**Problem:**
Copy each line of the following data that contains "arena".

**Stored data:**
-- Opening Marker --

//! Data structures for modeling an HTTP request.

use crate::error::ParseError;
use crate::http_header::HeaderList;
use crate::http_msg::{self, HttpVersion, Message, MessageType};
use crate::msg_parser;
use crate::options::ConsumeOptions;
use crate::span::Span;
use log::debug;
use std::fmt;

/// A parsed request. Every span borrows the buffer given to [`Request::consume`].
#[derive(Debug)]
pub struct Request<'a> {
    method: Span<'a>,
    target: Span<'a>,
    message: Message<'a>,
}

impl<'a> Request<'a> {
    pub fn new() -> Self {
        Self::with_message(Message::new(MessageType::Request))
    }

    /// A request whose header fields live in a bounded arena of `max_fields`
    /// fields spanning at most `max_lines` lines each.
    pub fn with_capacity(max_fields: usize, max_lines: usize) -> Result<Self, ParseError> {
        Ok(Self::with_message(Message::with_capacity(
            MessageType::Request,
            max_fields,
            max_lines,
        )?))
    }

    fn with_message(message: Message<'a>) -> Self {
        Self {
            method: Span::EMPTY,
            target: Span::EMPTY,
            message,
        }
    }

    pub fn method(&self) -> Span<'a> {
        self.method
    }

    pub fn set_method(&mut self, method: &'a [u8]) {
        self.method = Span::new(method);
    }

    pub fn target(&self) -> Span<'a> {
        self.target
    }

    pub fn set_target(&mut self, target: &'a [u8]) {
        self.target = Span::new(target);
    }

    pub fn version(&self) -> HttpVersion {
        self.message.version()
    }

    pub fn headers(&self) -> &HeaderList<'a> {
        self.message.headers()
    }

    pub fn body(&self) -> Span<'a> {
        self.message.body()
    }

    pub fn message(&self) -> &Message<'a> {
        &self.message
    }

    pub fn message_mut(&mut self) -> &mut Message<'a> {
        &mut self.message
    }

    /// Parse a whole request: request line, header block and body.
    ///
    /// The request line must end with CRLF whatever the options say. Any
    /// grammar error is reported as `Syntax`; `Capacity` is passed through, and
    /// fields parsed before it stay readable.
    pub fn consume(&mut self, text: &'a [u8], options: ConsumeOptions) -> Result<usize, ParseError> {
        if text.is_empty() {
            return Err(ParseError::InvalidArgument);
        }

        let (line, consumed) = msg_parser::consume_request_line(text, options.strict_terminator())
            .map_err(|e| {
                debug!("invalid request line: {}", e);
                ParseError::Syntax
            })?;
        self.method = line.method;
        self.target = line.target;
        self.message.set_version(line.version);

        let rest = &text[consumed..];
        if rest.is_empty() {
            return Err(ParseError::Incomplete);
        }
        let content = self
            .message
            .consume_content(rest, options)
            .map_err(http_msg::coarsen)?;
        Ok(consumed + content)
    }

    pub fn clear(&mut self, options: ConsumeOptions) {
        self.message.clear(options);
        self.method = Span::EMPTY;
        self.target = Span::EMPTY;
    }
}

impl Default for Request<'_> {
    fn default() -> Self {
        Self::new()
    }
}

impl fmt::Display for Request<'_> {
    #[cfg_attr(coverage, coverage(off))]
    fn fmt(&self, f: &mut fmt::Formatter<'_>) -> fmt::Result {
        write!(f, "{} {} {}", self.method, self.target, self.version())
    }
}
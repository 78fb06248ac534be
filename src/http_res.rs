//! Data structures for modeling an HTTP response.

use crate::error::ParseError;
use crate::http_header::HeaderList;
use crate::http_msg::{self, HttpVersion, Message, MessageType};
use crate::msg_parser;
use crate::options::ConsumeOptions;
use crate::span::Span;
use log::debug;
use std::fmt;

/// Canonical reason phrase of a status code, empty for an unknown code.
pub fn reason_phrase(status_code: u32) -> &'static str {
    match status_code {
        100 => "Continue",
        101 => "Switching Protocols",
        200 => "OK",
        201 => "Created",
        202 => "Accepted",
        203 => "Non-Authoritative Information",
        204 => "No Content",
        205 => "Reset Content",
        206 => "Partial Content",
        300 => "Multiple Choices",
        301 => "Moved Permanently",
        302 => "Found",
        303 => "See Other",
        304 => "Not Modified",
        305 => "Use Proxy",
        307 => "Temporary Redirect",
        400 => "Bad Request",
        401 => "Unauthorized",
        402 => "Payment Required",
        403 => "Forbidden",
        404 => "Not Found",
        405 => "Method Not Allowed",
        406 => "Not Acceptable",
        407 => "Proxy Authentication Required",
        408 => "Request Timeout",
        409 => "Conflict",
        410 => "Gone",
        411 => "Length Required",
        412 => "Precondition Failed",
        413 => "Payload Too Large",
        414 => "URI Too Long",
        415 => "Unsupported Media Type",
        416 => "Range Not Satisfiable",
        417 => "Expectation Failed",
        426 => "Upgrade Required",
        500 => "Internal Server Error",
        501 => "Not Implemented",
        502 => "Bad Gateway",
        503 => "Service Unavailable",
        504 => "Gateway Timeout",
        505 => "HTTP Version Not Supported",
        _ => "",
    }
}

/// A parsed response. Every span borrows the buffer given to [`Response::consume`].
#[derive(Debug)]
pub struct Response<'a> {
    status_code: u32,
    reason: Span<'a>,
    message: Message<'a>,
}

impl<'a> Response<'a> {
    pub fn new() -> Self {
        Self::with_message(Message::new(MessageType::Response))
    }

    /// A response whose header fields live in a bounded arena of `max_fields`
    /// fields spanning at most `max_lines` lines each.
    pub fn with_capacity(max_fields: usize, max_lines: usize) -> Result<Self, ParseError> {
        Ok(Self::with_message(Message::with_capacity(
            MessageType::Response,
            max_fields,
            max_lines,
        )?))
    }

    fn with_message(message: Message<'a>) -> Self {
        Self {
            status_code: 0,
            reason: Span::EMPTY,
            message,
        }
    }

    pub fn status_code(&self) -> u32 {
        self.status_code
    }

    /// Set the status code along with its canonical reason phrase.
    pub fn set_status(&mut self, status_code: u32) {
        self.status_code = status_code;
        self.reason = Span::from(reason_phrase(status_code));
    }

    pub fn reason(&self) -> Span<'a> {
        self.reason
    }

    pub fn set_reason(&mut self, reason: &'a [u8]) {
        self.reason = Span::new(reason);
    }

    pub fn version(&self) -> HttpVersion {
        self.message.version()
    }

    pub fn headers(&self) -> &HeaderList<'a> {
        self.message.headers()
    }

    pub fn body(&self) -> Span<'a> {
        self.message.body()
    }

    pub fn message(&self) -> &Message<'a> {
        &self.message
    }

    pub fn message_mut(&mut self) -> &mut Message<'a> {
        &mut self.message
    }

    /// Parse a whole response: status line, header block and body.
    ///
    /// Same rules as [`crate::http_req::Request::consume`].
    pub fn consume(&mut self, text: &'a [u8], options: ConsumeOptions) -> Result<usize, ParseError> {
        if text.is_empty() {
            return Err(ParseError::InvalidArgument);
        }

        let (line, consumed) = msg_parser::consume_status_line(text, options.strict_terminator())
            .map_err(|e| {
                debug!("invalid status line: {}", e);
                ParseError::Syntax
            })?;
        self.status_code = line.status_code;
        self.reason = line.reason;
        self.message.set_version(line.version);

        let rest = &text[consumed..];
        if rest.is_empty() {
            return Err(ParseError::Incomplete);
        }
        let content = self
            .message
            .consume_content(rest, options)
            .map_err(http_msg::coarsen)?;
        Ok(consumed + content)
    }

    pub fn clear(&mut self, options: ConsumeOptions) {
        self.message.clear(options);
        self.status_code = 0;
        self.reason = Span::EMPTY;
    }
}

impl Default for Response<'_> {
    fn default() -> Self {
        Self::new()
    }
}

impl fmt::Display for Response<'_> {
    #[cfg_attr(coverage, coverage(off))]
    fn fmt(&self, f: &mut fmt::Formatter<'_>) -> fmt::Result {
        write!(f, "{} {} {}", self.version(), self.status_code, self.reason)
    }
}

-- Closing Marker --

**Exercise output:**
    /// A request whose header fields live in a bounded arena of `max_fields`
    /// A response whose header fields live in a bounded arena of `max_fields`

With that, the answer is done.